Re: list of software, most of this is described in the following Dockerfiles. If you could add these to the ORCA Dockerfile, that should do it!

https://github.com/Epigenomics-Screw/Screw/blob/master/docker/base/Dockerfile https://github.com/Epigenomics-Screw/Screw/blob/master/docker/screw/Dockerfile

Thanks!

(And yes please to getting an ORCA account for pre-testing.)

sjackman commented 7 years ago

Great. I've asked Brendan to create an ORCA account for you. In the mean time, you can test out the ORCA Docker image on your own hardware if you like: https://hub.docker.com/r/bcgsc/orca/ docker run -it bcgsc/orca. Note that it's a very large image, many gigs.
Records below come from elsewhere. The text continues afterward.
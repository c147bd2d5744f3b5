use image::GenericImageView;
use rod_core::nalgebra::{Point2, Point3};
use rod_core::{Projection, Segment};
use rod_pinhole::ProjectionMatrix;
use rod_sandbox::{SandboxError, SandboxSettings, Summary};
use std::path::PathBuf;

fn scratch(test: &str) -> PathBuf {
    let directory =
        std::env::temp_dir().join(format!("rod-sandbox-{}-{}", test, std::process::id()));
    std::fs::create_dir_all(&directory).unwrap();
    directory
}

/// Writes the images of a known rod seen by the default cameras.
fn write_observations(directory: &std::path::Path) -> (PathBuf, PathBuf, PathBuf) {
    let rod = Segment::new(Point3::new(-0.5, 0.0, 4.0), Point3::new(0.5, 0.2, 4.2));
    let settings = SandboxSettings::default();
    let times: Vec<f64> = (0..8).map(|i| i as f64 / 7.0).collect();
    let rows = |camera: ProjectionMatrix| {
        let image = camera.project_segment(rod).unwrap();
        times
            .iter()
            .map(|&t| {
                let point = image.interpolate(t);
                format!("{},{}\n", point.x, point.y)
            })
            .collect::<String>()
    };

    let camera = directory.join("points_2d_camera_1.csv");
    let second_camera = directory.join("points_2d_camera_2.csv");
    let inputs = directory.join("inputs.csv");
    std::fs::write(&camera, rows(settings.camera())).unwrap();
    std::fs::write(&second_camera, rows(settings.second_camera())).unwrap();
    let inputs_text: Vec<String> = times.iter().map(f64::to_string).collect();
    std::fs::write(&inputs, inputs_text.join("\n")).unwrap();
    (camera, second_camera, inputs)
}

#[test]
fn figures_and_summary() {
    let directory = scratch("figures");
    let (camera, second_camera, inputs) = write_observations(&directory);

    let points = rod_sandbox::read_points(&camera, ',').unwrap();
    let second_points = rod_sandbox::read_points(&second_camera, ',').unwrap();
    let times = rod_sandbox::read_inputs(&inputs).unwrap();
    assert_eq!(points.len(), 8);
    assert_eq!(times.len(), 8);
    approx::assert_relative_eq!(points[0], Point2::new(-0.125, 0.0));

    let mut settings = SandboxSettings::default();
    settings.sampler.iterations = 500;
    let chain = rod_sandbox::estimate(&settings, &times, &points).unwrap();
    assert_eq!(chain.len(), 500);
    let again = rod_sandbox::estimate(&settings, &times, &points).unwrap();
    assert_eq!(chain, again);

    let figures = directory.join("figures");
    let written = rod_sandbox::render_figures(
        &figures,
        "camera1",
        &settings,
        &chain,
        &points,
        Some(second_points.as_slice()),
    )
    .unwrap();
    let names: Vec<_> = written
        .iter()
        .map(|path| path.file_name().unwrap().to_string_lossy().into_owned())
        .collect();
    assert_eq!(
        names,
        [
            "MH_camera1_Pi.png",
            "MH_camera1_Pf.png",
            "MH_camera1_MAP.png",
            "MH_camera1_cam2_perspective_MAP.png",
        ]
    );
    for path in &written {
        let image = image::open(path).unwrap();
        assert_eq!(
            image.dimensions(),
            (rod_sandbox::WIDTH, rod_sandbox::HEIGHT)
        );
    }

    let summary = Summary::new("camera1", &chain, settings.camera());
    assert_eq!(summary.iterations, 500);
    assert_eq!(summary.accepted, chain.accepted().len());
    assert_eq!(summary.map, chain.map());
    assert!(summary.projection.is_some());
    let path = directory.join("summary.json");
    summary.save(&path).unwrap();
    let loaded: Summary = serde_json::from_reader(std::fs::File::open(&path).unwrap()).unwrap();
    assert_eq!(loaded.name, "camera1");
    assert_eq!(loaded.accepted, summary.accepted);

    std::fs::remove_dir_all(&directory).unwrap();
}

#[test]
fn malformed_file_names_the_line() {
    let directory = scratch("malformed");
    let path = directory.join("points.csv");
    std::fs::write(&path, "0.0,0.0\n0.1;0.2\n").unwrap();
    match rod_sandbox::read_points(&path, ',') {
        Err(SandboxError::Parse { path: at, line, .. }) => {
            assert_eq!(at, path);
            assert_eq!(line, 2);
        }
        other => panic!("expected a parse error, got {:?}", other),
    }
    std::fs::remove_dir_all(&directory).unwrap();
}

#[test]
fn missing_file_is_an_io_error() {
    let result = rod_sandbox::read_inputs("this/file/does/not/exist.csv");
    assert!(matches!(result, Err(SandboxError::Io { .. })));
}

#[test]
fn settings_file_round_trip() {
    let directory = scratch("settings");
    let path = directory.join("settings.json");
    let mut settings = SandboxSettings::default();
    settings.sampler.seed = 7;
    settings.save(&path).unwrap();
    assert_eq!(SandboxSettings::load(&path).unwrap().sampler.seed, 7);

    std::fs::write(&path, "{ not json").unwrap();
    assert!(matches!(
        SandboxSettings::load(&path),
        Err(SandboxError::Json(_))
    ));
    std::fs::remove_dir_all(&directory).unwrap();
}

#[test]
fn mismatched_files_fail_before_sampling() {
    let settings = SandboxSettings::default();
    let result = rod_sandbox::estimate(&settings, &[0.0, 1.0], &[Point2::origin()]);
    assert!(matches!(result, Err(SandboxError::Sampler(_))));
}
sjackman commented 7 years ago

R is installed, but the R packages are not pre-installed. You'll have to do that yourself. @tmozgach Please add methpipe to the ORCA image.

tmozgach commented 7 years ago

@sjackman Should the following software be in ORCA image for hackseq?

Install nano, vim, and emacs, man-db, methpipe 
sjackman commented 7 years ago

Yes, please. Thanks, Tanya. Please also brew install less if the command less is not already in the PATH. And bzip2 and xz if they're not already in the PATH.

tmozgach commented 7 years ago

@sjackman I will add and start to build a new image 16th of September. By this time, is that possible to ask leaders what exactly they need in terms of software or think what should we add else?

sjackman commented 7 years ago

The above are all installed.

$ which less bzip2 gzip xz
/usr/bin/less
/home/linuxbrew/.linuxbrew/bin/bzip2
/bin/gzip
/home/linuxbrew/.linuxbrew/bin/xz
sjackman commented 7 years ago

This issue is for Project 2. Could you please post in each of the other project issues pointing each team leader to the list of installed software, and asking if they need any software missing from that list?

lchong commented 7 years ago

Hi @tmozgach @sjackman

I've already asked all the team leaders to post a list of required software in their respective project issues. But I'll also start a new issue summarizing people's requests so that it's all centralized, and I'll also remind them to give feedback (not everyone has done so yet).

sjackman commented 7 years ago

Thanks, Lauren!

jakelever commented 6 years ago

Hey team lead ( @oneillkza ) , we've been gathering Github IDs for your team members. From your description, it sounds like you plan to use the existing Screw repo for this project. If that's the case, could you please add the people below as collaborators to that project? Or if you'd prefer, we can make a repo in the hackseq organisation and sort out membership for you.

cmorganl klimstef sibylgisela jesszha jjonphl adammendoza

Once the people are added, it'd be a great idea to start a discussion on that repo with information to get your team members started (e.g. some small suggested reading, things to look up, etc). We will also be adding everyone to Slack and creating a specific channel for each project. This may be an easier way to communicate.

We'll forward on any remaining Github IDs through this issue.